*WHAT THIS TASK INVOLVES*. In the data, find each line where the word "last" appears and list that line.

• • •

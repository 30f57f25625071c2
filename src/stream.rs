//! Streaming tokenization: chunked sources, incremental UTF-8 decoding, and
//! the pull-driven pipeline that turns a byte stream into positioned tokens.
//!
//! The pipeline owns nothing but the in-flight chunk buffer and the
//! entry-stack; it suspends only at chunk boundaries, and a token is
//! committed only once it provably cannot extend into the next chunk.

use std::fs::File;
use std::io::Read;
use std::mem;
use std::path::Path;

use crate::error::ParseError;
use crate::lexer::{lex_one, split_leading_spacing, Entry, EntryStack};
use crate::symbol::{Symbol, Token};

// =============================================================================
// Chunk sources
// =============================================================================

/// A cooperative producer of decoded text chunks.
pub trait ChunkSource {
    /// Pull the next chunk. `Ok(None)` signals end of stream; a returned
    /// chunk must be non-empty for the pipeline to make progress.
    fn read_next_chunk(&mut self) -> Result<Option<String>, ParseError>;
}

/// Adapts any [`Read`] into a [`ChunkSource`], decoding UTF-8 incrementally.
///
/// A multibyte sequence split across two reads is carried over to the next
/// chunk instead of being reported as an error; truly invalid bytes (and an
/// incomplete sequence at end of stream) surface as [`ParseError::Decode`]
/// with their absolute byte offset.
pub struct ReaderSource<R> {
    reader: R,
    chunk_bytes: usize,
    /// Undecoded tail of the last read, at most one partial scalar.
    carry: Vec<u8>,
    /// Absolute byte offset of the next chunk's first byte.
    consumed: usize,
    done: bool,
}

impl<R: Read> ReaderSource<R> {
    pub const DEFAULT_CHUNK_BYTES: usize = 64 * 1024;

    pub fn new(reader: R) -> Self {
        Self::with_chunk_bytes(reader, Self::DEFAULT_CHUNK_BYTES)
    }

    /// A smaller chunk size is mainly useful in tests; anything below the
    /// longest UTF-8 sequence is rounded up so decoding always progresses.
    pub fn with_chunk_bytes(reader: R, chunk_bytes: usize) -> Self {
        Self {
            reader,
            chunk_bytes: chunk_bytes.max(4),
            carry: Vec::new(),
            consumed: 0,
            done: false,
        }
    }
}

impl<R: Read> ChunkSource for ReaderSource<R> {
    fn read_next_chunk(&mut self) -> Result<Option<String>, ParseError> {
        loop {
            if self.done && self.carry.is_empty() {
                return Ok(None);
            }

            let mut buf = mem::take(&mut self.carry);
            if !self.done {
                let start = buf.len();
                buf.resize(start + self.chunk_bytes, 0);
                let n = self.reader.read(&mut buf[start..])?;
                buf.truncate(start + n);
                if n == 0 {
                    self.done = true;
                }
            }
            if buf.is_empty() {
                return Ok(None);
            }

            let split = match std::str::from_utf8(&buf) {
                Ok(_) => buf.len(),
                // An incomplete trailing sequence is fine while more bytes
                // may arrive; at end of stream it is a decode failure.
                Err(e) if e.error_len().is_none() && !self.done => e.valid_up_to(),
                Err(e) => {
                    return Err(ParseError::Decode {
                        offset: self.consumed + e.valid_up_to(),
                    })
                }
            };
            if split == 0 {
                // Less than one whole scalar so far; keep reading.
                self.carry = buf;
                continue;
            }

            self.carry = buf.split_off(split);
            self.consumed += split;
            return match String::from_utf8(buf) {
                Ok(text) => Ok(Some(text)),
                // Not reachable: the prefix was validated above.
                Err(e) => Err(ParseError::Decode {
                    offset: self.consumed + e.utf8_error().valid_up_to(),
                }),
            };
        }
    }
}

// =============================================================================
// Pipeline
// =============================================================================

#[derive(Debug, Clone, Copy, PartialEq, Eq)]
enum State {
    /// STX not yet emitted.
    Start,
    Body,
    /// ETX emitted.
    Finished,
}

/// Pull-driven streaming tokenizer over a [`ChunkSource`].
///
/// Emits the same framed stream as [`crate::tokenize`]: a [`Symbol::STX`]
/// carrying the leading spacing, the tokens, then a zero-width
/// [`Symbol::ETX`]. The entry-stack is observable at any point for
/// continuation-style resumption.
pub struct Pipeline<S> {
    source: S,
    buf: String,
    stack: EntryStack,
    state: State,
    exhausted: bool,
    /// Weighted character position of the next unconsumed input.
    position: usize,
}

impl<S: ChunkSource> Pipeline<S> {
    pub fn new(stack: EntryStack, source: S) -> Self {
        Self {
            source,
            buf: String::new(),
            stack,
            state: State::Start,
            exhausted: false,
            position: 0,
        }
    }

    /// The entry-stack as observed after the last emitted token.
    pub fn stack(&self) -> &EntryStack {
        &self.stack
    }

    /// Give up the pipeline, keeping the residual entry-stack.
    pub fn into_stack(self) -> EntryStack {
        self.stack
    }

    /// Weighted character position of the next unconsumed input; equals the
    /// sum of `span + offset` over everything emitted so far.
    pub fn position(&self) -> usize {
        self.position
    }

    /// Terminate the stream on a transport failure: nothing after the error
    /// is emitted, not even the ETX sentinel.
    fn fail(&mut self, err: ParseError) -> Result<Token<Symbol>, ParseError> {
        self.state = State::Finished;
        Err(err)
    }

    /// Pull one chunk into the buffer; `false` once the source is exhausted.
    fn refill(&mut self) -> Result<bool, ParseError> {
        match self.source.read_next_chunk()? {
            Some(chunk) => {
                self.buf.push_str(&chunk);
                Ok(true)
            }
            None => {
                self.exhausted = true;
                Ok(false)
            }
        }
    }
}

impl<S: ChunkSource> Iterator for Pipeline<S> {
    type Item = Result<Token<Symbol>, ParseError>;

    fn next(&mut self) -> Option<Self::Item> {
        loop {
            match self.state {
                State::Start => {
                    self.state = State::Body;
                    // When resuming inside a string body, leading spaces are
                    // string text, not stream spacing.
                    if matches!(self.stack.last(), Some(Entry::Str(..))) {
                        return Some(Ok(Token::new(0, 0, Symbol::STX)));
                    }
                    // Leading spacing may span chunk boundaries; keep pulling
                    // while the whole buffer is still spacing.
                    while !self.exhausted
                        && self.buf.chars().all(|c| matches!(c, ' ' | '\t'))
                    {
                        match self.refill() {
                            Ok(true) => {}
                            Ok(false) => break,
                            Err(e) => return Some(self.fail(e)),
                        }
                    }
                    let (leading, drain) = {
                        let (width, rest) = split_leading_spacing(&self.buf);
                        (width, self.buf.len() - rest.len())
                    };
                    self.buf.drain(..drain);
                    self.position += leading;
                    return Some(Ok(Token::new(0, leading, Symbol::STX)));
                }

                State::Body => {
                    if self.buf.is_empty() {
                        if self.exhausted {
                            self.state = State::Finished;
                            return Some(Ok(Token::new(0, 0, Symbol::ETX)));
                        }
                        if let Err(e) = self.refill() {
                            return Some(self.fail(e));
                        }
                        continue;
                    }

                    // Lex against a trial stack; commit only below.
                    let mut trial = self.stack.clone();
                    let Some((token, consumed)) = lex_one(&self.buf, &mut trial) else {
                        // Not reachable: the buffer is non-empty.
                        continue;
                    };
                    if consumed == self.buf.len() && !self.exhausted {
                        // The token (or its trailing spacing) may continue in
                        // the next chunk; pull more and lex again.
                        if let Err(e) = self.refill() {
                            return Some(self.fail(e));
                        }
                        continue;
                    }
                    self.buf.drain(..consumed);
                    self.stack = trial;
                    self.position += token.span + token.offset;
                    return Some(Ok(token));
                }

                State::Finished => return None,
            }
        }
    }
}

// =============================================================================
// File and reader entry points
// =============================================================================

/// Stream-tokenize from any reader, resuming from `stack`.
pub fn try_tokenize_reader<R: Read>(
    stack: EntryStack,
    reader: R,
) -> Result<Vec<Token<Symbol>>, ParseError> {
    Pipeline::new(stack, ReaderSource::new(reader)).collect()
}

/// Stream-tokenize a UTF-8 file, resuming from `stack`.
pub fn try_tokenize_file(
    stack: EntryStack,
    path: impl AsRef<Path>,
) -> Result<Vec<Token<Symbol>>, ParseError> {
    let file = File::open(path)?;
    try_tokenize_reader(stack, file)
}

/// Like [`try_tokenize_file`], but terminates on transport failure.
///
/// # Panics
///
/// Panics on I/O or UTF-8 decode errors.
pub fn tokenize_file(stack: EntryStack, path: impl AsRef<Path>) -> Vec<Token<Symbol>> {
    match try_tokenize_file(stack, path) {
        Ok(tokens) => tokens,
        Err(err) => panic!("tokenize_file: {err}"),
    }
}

• • •

*WRITTEN RESPONSE*.
    /// Undecoded tail of the last read, at most one partial scalar.
    /// The entry-stack as observed after the last emitted token.
                    if matches!(self.stack.last(), Some(Entry::Str(..))) {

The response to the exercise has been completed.